C. COMMUNITY STAKEHOLDERS: Organizations or entities that have a vested interest in the success of children within the Texas foster care system, to include legislators, schools, child therapists, medical providers and health insurers of foster children, the child protection legal system (judges, attorneys, court appointed special advocates (CASA) ), churches and other community-based organizations developed to support foster and kinship families.
SECTION 2
MEMBERSHIP CLASSIFICATIONS: There shall be the following classes of membership available in the ASSOCIATION as follows:
A. REGULAR: A regular membership shall be available to all individual FOSTER PARENTS as defined in Section 1 above. Regular members shall have the right to vote on all matters brought to the members of the ASSOCIATION pertaining to the provisions of these bylaws or objectives and activities of the ASSOCIATION. Each member shall receive all mailings and electronic notices about the various activities of the ASSOCIATION and shall be eligible for member benefits that may be offered by the ASSOCIATION from time to time. Each regular member with at least five (5) years of lived experience as a FOSTER PARENT as defined above shall be eligible to be a candidate for any elective office of the ASSOCIATION, and each regular member with any level of experience may be appointed to serve as a chair and/or member of any of the standing or special committees of the ASSOCIATION, according to these bylaws. Any individual who continues to meet the qualifications of a regular member will retain these rights and benefits as long as they maintain their dues, even if they become eligible for membership under any of the other classifications listed below.
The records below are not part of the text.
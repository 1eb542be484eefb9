//! Tracing subscriber setup.
//!
//! HTTP-stack and HTML-parser crates are capped at `warn` so `debug` shows
//! the portal flow rather than connection-pool chatter. `RUST_LOG` overrides
//! everything.

use clap::ValueEnum;
use tracing_subscriber::EnvFilter;

/// Modules filtered to `warn` regardless of the requested level.
pub const NOISY_MODULES: &[&str] = &[
    "hyper",
    "hyper_util",
    "reqwest",
    "h2",
    "rustls",
    "cookie_store",
    "html5ever",
    "selectors",
];

#[derive(Debug, Clone, Copy, PartialEq, Eq, ValueEnum)]
pub enum LogFormat {
    Pretty,
    Json,
}

fn build_filter(log_level: &str) -> EnvFilter {
    if let Ok(filter) = EnvFilter::try_from_default_env() {
        return filter;
    }

    let mut directives = String::from(log_level);
    for module in NOISY_MODULES {
        directives.push_str(&format!(",{module}=warn"));
    }
    EnvFilter::new(directives)
}

/// Install the global subscriber. Logs go to stderr; stdout carries results.
pub fn init(log_level: &str, format: LogFormat) {
    let filter = build_filter(log_level);
    match format {
        LogFormat::Pretty => tracing_subscriber::fmt()
            .with_env_filter(filter)
            .with_writer(std::io::stderr)
            .init(),
        LogFormat::Json => tracing_subscriber::fmt()
            .with_env_filter(filter)
            .with_writer(std::io::stderr)
            .json()
            .init(),
    }
}
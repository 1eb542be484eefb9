//! Scomet: session-keeping client for the Scomet owners portal.
//!
//! Logs in with the owner's credentials, keeps the `deskis` session cookie,
//! fetches the apartment pages and extracts billing values from their markup.

pub mod api;
pub mod config;
pub mod coordinator;
pub mod extract;
pub mod http_client;
pub mod session;
pub mod types;

pub use api::ScometApi;
pub use config::{resolve_config_path, BrowserHeaders, PortalConfig, Settings};
pub use coordinator::Coordinator;
pub use http_client::PageFetcher;
pub use session::SessionManager;
pub use types::*;
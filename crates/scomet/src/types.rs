//! Core data types for portal credentials, extracted values and snapshots.

use std::fmt;

use chrono::{DateTime, Utc};
use serde::{Deserialize, Serialize};

/// Owner credentials for the portal login form.
#[derive(Clone, Serialize, Deserialize)]
pub struct Credentials {
    pub username: String,
    pub password: String,
}

impl Credentials {
    pub fn new(username: impl Into<String>, password: impl Into<String>) -> Self {
        Self {
            username: username.into(),
            password: password.into(),
        }
    }
}

impl fmt::Debug for Credentials {
    fn fmt(&self, f: &mut fmt::Formatter<'_>) -> fmt::Result {
        f.debug_struct("Credentials")
            .field("username", &self.username)
            .field("password", &"<redacted>")
            .finish()
    }
}

/// One of the values read from the portal on every refresh.
#[derive(Debug, Clone, Copy, PartialEq, Eq, Hash, Serialize, Deserialize)]
#[serde(rename_all = "snake_case")]
pub enum Field {
    Occupants,
    Total,
    Sold,
    InvoiceDate,
    DueDate,
    WaterConsumption,
    PaymentUrl,
}

impl Field {
    /// Every field, in display order.
    pub const ALL: [Field; 7] = [
        Field::Occupants,
        Field::Total,
        Field::Sold,
        Field::InvoiceDate,
        Field::DueDate,
        Field::WaterConsumption,
        Field::PaymentUrl,
    ];

    /// Snapshot key, as the portal integration has always named it.
    pub fn key(self) -> &'static str {
        match self {
            Field::Occupants => "nrpersoane",
            Field::Total => "total",
            Field::Sold => "sold",
            Field::InvoiceDate => "datafactura",
            Field::DueDate => "datascadenta",
            Field::WaterConsumption => "consumaparece",
            Field::PaymentUrl => "payment_url",
        }
    }

    /// Human-readable label.
    pub fn label(self) -> &'static str {
        match self {
            Field::Occupants => "Număr persoane",
            Field::Total => "Total",
            Field::Sold => "Sold",
            Field::InvoiceDate => "Dată emitere factură",
            Field::DueDate => "Dată scadentă factură",
            Field::WaterConsumption => "Consum Apă Rece",
            Field::PaymentUrl => "Plătește acum",
        }
    }

    pub fn unit(self) -> Option<&'static str> {
        match self {
            Field::Total | Field::Sold => Some("Lei"),
            Field::WaterConsumption => Some("m³"),
            _ => None,
        }
    }
}

impl fmt::Display for Field {
    fn fmt(&self, f: &mut fmt::Formatter<'_>) -> fmt::Result {
        f.write_str(self.key())
    }
}

/// A typed value extracted for one [`Field`].
#[derive(Debug, Clone, PartialEq, Serialize)]
#[serde(untagged)]
pub enum FieldValue {
    Count(u32),
    Amount(f64),
    Volume(f64),
    Date(String),
    Url(String),
}

impl fmt::Display for FieldValue {
    fn fmt(&self, f: &mut fmt::Formatter<'_>) -> fmt::Result {
        match self {
            FieldValue::Count(n) => write!(f, "{n}"),
            FieldValue::Amount(v) => write!(f, "{v:.2}"),
            FieldValue::Volume(v) => write!(f, "{v}"),
            FieldValue::Date(s) | FieldValue::Url(s) => f.write_str(s),
        }
    }
}

/// Values read during one refresh cycle. Any field may be missing.
#[derive(Debug, Clone, PartialEq, Serialize, Deserialize)]
pub struct Snapshot {
    #[serde(rename = "nrpersoane")]
    pub occupants: Option<u32>,
    pub total: Option<f64>,
    pub sold: Option<f64>,
    #[serde(rename = "datafactura")]
    pub invoice_date: Option<String>,
    #[serde(rename = "datascadenta")]
    pub due_date: Option<String>,
    #[serde(rename = "consumaparece")]
    pub water_consumption: Option<f64>,
    pub payment_url: Option<String>,
    pub fetched_at: DateTime<Utc>,
}

impl Snapshot {
    /// An empty snapshot stamped with the current time.
    pub fn empty() -> Self {
        Self {
            occupants: None,
            total: None,
            sold: None,
            invoice_date: None,
            due_date: None,
            water_consumption: None,
            payment_url: None,
            fetched_at: Utc::now(),
        }
    }

    /// Read one field.
    pub fn get(&self, field: Field) -> Option<FieldValue> {
        match field {
            Field::Occupants => self.occupants.map(FieldValue::Count),
            Field::Total => self.total.map(FieldValue::Amount),
            Field::Sold => self.sold.map(FieldValue::Amount),
            Field::InvoiceDate => self.invoice_date.clone().map(FieldValue::Date),
            Field::DueDate => self.due_date.clone().map(FieldValue::Date),
            Field::WaterConsumption => self.water_consumption.map(FieldValue::Volume),
            Field::PaymentUrl => self.payment_url.clone().map(FieldValue::Url),
        }
    }

    /// All fields with their values, in display order.
    pub fn iter(&self) -> impl Iterator<Item = (Field, Option<FieldValue>)> + '_ {
        Field::ALL.into_iter().map(|f| (f, self.get(f)))
    }

    /// Fields that came back empty this cycle.
    pub fn missing(&self) -> Vec<Field> {
        self.iter()
            .filter(|(_, v)| v.is_none())
            .map(|(f, _)| f)
            .collect()
    }

    pub fn is_complete(&self) -> bool {
        self.missing().is_empty()
    }
}

/// Errors raised by the portal client.
#[derive(thiserror::Error, Debug)]
pub enum ScometError {
    #[error("Authentication failed: {0}")]
    Authentication(String),

    #[error("HTTP {status} fetching {url}")]
    Fetch { status: u16, url: String },

    #[error("Transport error: {0}")]
    Transport(#[from] reqwest::Error),

    #[error("Could not extract {field}: {reason}")]
    Extraction { field: Field, reason: String },

    #[error("Configuration error: {0}")]
    Config(String),

    #[error("IO error: {0}")]
    Io(#[from] std::io::Error),

    #[error("JSON error: {0}")]
    Json(#[from] serde_json::Error),
}

impl ScometError {
    pub(crate) fn extraction(field: Field, reason: impl Into<String>) -> Self {
        ScometError::Extraction {
            field,
            reason: reason.into(),
        }
    }

    /// Whether the portal rejected the session cookie for this request.
    pub fn is_unauthorized(&self) -> bool {
        matches!(self, ScometError::Fetch { status: 401 | 403, .. })
    }
}

/// Convenience result type.
pub type ScometResult<T> = Result<T, ScometError>;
C. ORGANIZATIONAL: Organizational membership shall be available to all Child Placing Agencies or Residential Treatment Centers or other General Residential Operations. This membership classification, upon payment of annual dues by the organization, enables individual memberships for all FOSTER PARENTS verified by their Child Placing Agency, and for all direct care staff of the Residential Treatment Centers or General Residential Operations at no extra charge for the individual. Foster parents and direct care staff affiliated with organizational members must sign up on the ASSOCIATION website to activate their individual membership which includes the same voting rights as regular members and establishes eligibility for holding office within the ASSOCIATION. All foster parents and direct care staff who activate their individual membership under this classification, as well as any leadership team members designated by the organizational member will receive all mailings and electronic notices of ASSOCIATION activities. FOSTER PARENTS and direct care staff who activate memberships under the organizational membership classification are also eligible for member benefits that are offered by the ASSOCIATION from time to time.
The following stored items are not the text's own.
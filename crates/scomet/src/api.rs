//! One refresh cycle: session → pages → extractors → snapshot.

use std::future::Future;
use std::sync::Arc;

use crate::config::{PortalConfig, Settings};
use crate::extract::{extract_invoices, extract_situation, extract_water_consumption};
use crate::http_client::PageFetcher;
use crate::session::SessionManager;
use crate::types::{Credentials, ScometResult, Snapshot};

/// Client for the Scomet owners portal.
pub struct ScometApi {
    session: SessionManager,
    fetcher: PageFetcher,
    config: Arc<PortalConfig>,
}

impl ScometApi {
    pub fn new(config: PortalConfig, credentials: Credentials) -> ScometResult<Self> {
        let config = Arc::new(config);
        let session = SessionManager::new(Arc::clone(&config), credentials)?;
        let fetcher = PageFetcher::new(session.client().clone(), &config);
        Ok(Self {
            session,
            fetcher,
            config,
        })
    }

    pub fn from_settings(settings: &Settings) -> ScometResult<Self> {
        Self::new(settings.portal_config()?, settings.credentials()?)
    }

    pub fn session(&self) -> &SessionManager {
        &self.session
    }

    /// Session token currently held, for diagnostics.
    pub async fn current_token(&self) -> Option<String> {
        self.session.token().await
    }

    /// Run one refresh cycle.
    ///
    /// Fails only when no session can be obtained. Page and extraction
    /// failures leave the affected fields empty.
    pub async fn refresh(&self) -> ScometResult<Snapshot> {
        tracing::debug!("Starting refresh");
        let token = self.session.ensure_valid().await?;
        let cfg = &self.config;

        let (situation, invoices, water, payment) = futures::join!(
            self.with_session(&token, |t| async move {
                self.fetcher.fetch(&cfg.situation_url, &t).await
            }),
            self.with_session(&token, |t| async move {
                self.fetcher.fetch(&cfg.invoices_url, &t).await
            }),
            self.with_session(&token, |t| async move {
                self.fetcher.fetch(&cfg.water_url, &t).await
            }),
            self.with_session(&token, |t| async move {
                self.fetcher.probe(&cfg.payment_url, &t).await
            }),
        );

        let mut snapshot = Snapshot::empty();

        if let Some(html) = page_or_warn(situation) {
            let values = extract_situation(&html);
            snapshot.occupants = values.occupants;
            snapshot.sold = values.sold;
        }
        if let Some(html) = page_or_warn(invoices) {
            let values = extract_invoices(&html);
            snapshot.total = values.total;
            snapshot.invoice_date = values.invoice_date;
            snapshot.due_date = values.due_date;
        }
        if let Some(html) = page_or_warn(water) {
            snapshot.water_consumption = extract_water_consumption(&html);
        }
        if page_or_warn(payment).is_some() {
            snapshot.payment_url = Some(cfg.payment_url.clone());
        }

        let missing = snapshot.missing();
        if missing.is_empty() {
            tracing::info!("Refresh complete, all fields read");
        } else {
            let names: Vec<&str> = missing.iter().map(|f| f.key()).collect();
            tracing::info!("Refresh complete, missing: {}", names.join(", "));
        }
        tracing::debug!("Snapshot: {snapshot:?}");

        Ok(snapshot)
    }

    /// Payment page URL, if the page is reachable with the current session.
    pub async fn get_payment_url(&self) -> Option<String> {
        let token = match self.session.ensure_valid().await {
            Ok(token) => token,
            Err(e) => {
                tracing::error!("Cannot resolve payment URL: {e}");
                return None;
            }
        };

        let url = &self.config.payment_url;
        let probe = self
            .with_session(&token, |t| async move { self.fetcher.probe(url, &t).await })
            .await;
        page_or_warn(probe).map(|_| url.clone())
    }

    /// Run `op` with `token`; if the portal rejects it, log in again and retry once.
    async fn with_session<T, F, Fut>(&self, token: &str, op: F) -> ScometResult<T>
    where
        F: Fn(String) -> Fut,
        Fut: Future<Output = ScometResult<T>>,
    {
        match op(token.to_string()).await {
            Err(e) if e.is_unauthorized() => {
                tracing::warn!("{e}, renewing session");
                let fresh = self.session.renew(token).await?;
                op(fresh).await
            }
            other => other,
        }
    }
}

fn page_or_warn<T>(result: ScometResult<T>) -> Option<T> {
    match result {
        Ok(page) => Some(page),
        Err(e) => {
            tracing::warn!("Page unavailable: {e}");
            None
        }
    }
}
D. AUXILIARY/SUPPORTIVE: Auxiliary/Supportive membership shall be available to individuals and organizations not covered in the above classifications who wish to support the purposes and efforts of this ASSOCIATION, such as community stakeholders defined in Section 1 above, adults who have lived experience as a child in a foster home setting, or child welfare professionals who are current or former employees of foster care agencies. The benefits of this membership include attending all meetings of the ASSOCIATION and receiving all mailings and electronic notices. This membership does not include individual membership for members of Organizations, nor does it include individual voting rights unless appointed to the Board of Directors
E. HONORARY: Honorary membership may be awarded by the ASSOCIATION to individuals or to Organizations who have made significant contributions to childcare programs and who thereby merit such recognition. This membership does not include individual voting rights, nor does it establish eligibility for holding office within the ASSOCIATION.
SECTION 3
DUES: Annual dues will be collected as established by the Board of Directors and documented in the Policy & Procedure Manual. Dues must be up to date to establish and retain eligibility to be nominated for or appointed to a Board of Director position or participate in elections, and to receive mailings and electronic notices of ASSOCIATION activities and receive member benefits if eligible.
SECTION 4
MEMBERSHIP YEAR: Members are eligible for the rights and benefits described in Section 2 above for one year at a time from the anniversary date of the original dues payment, for as long as dues payments remain paid on time.
SECTION 5
MEMBERSHIP DUTIES: All members should adhere to the framework of the by-laws, herein set forth, and shall work to further those purposes and objectives of the ASSOCIATION.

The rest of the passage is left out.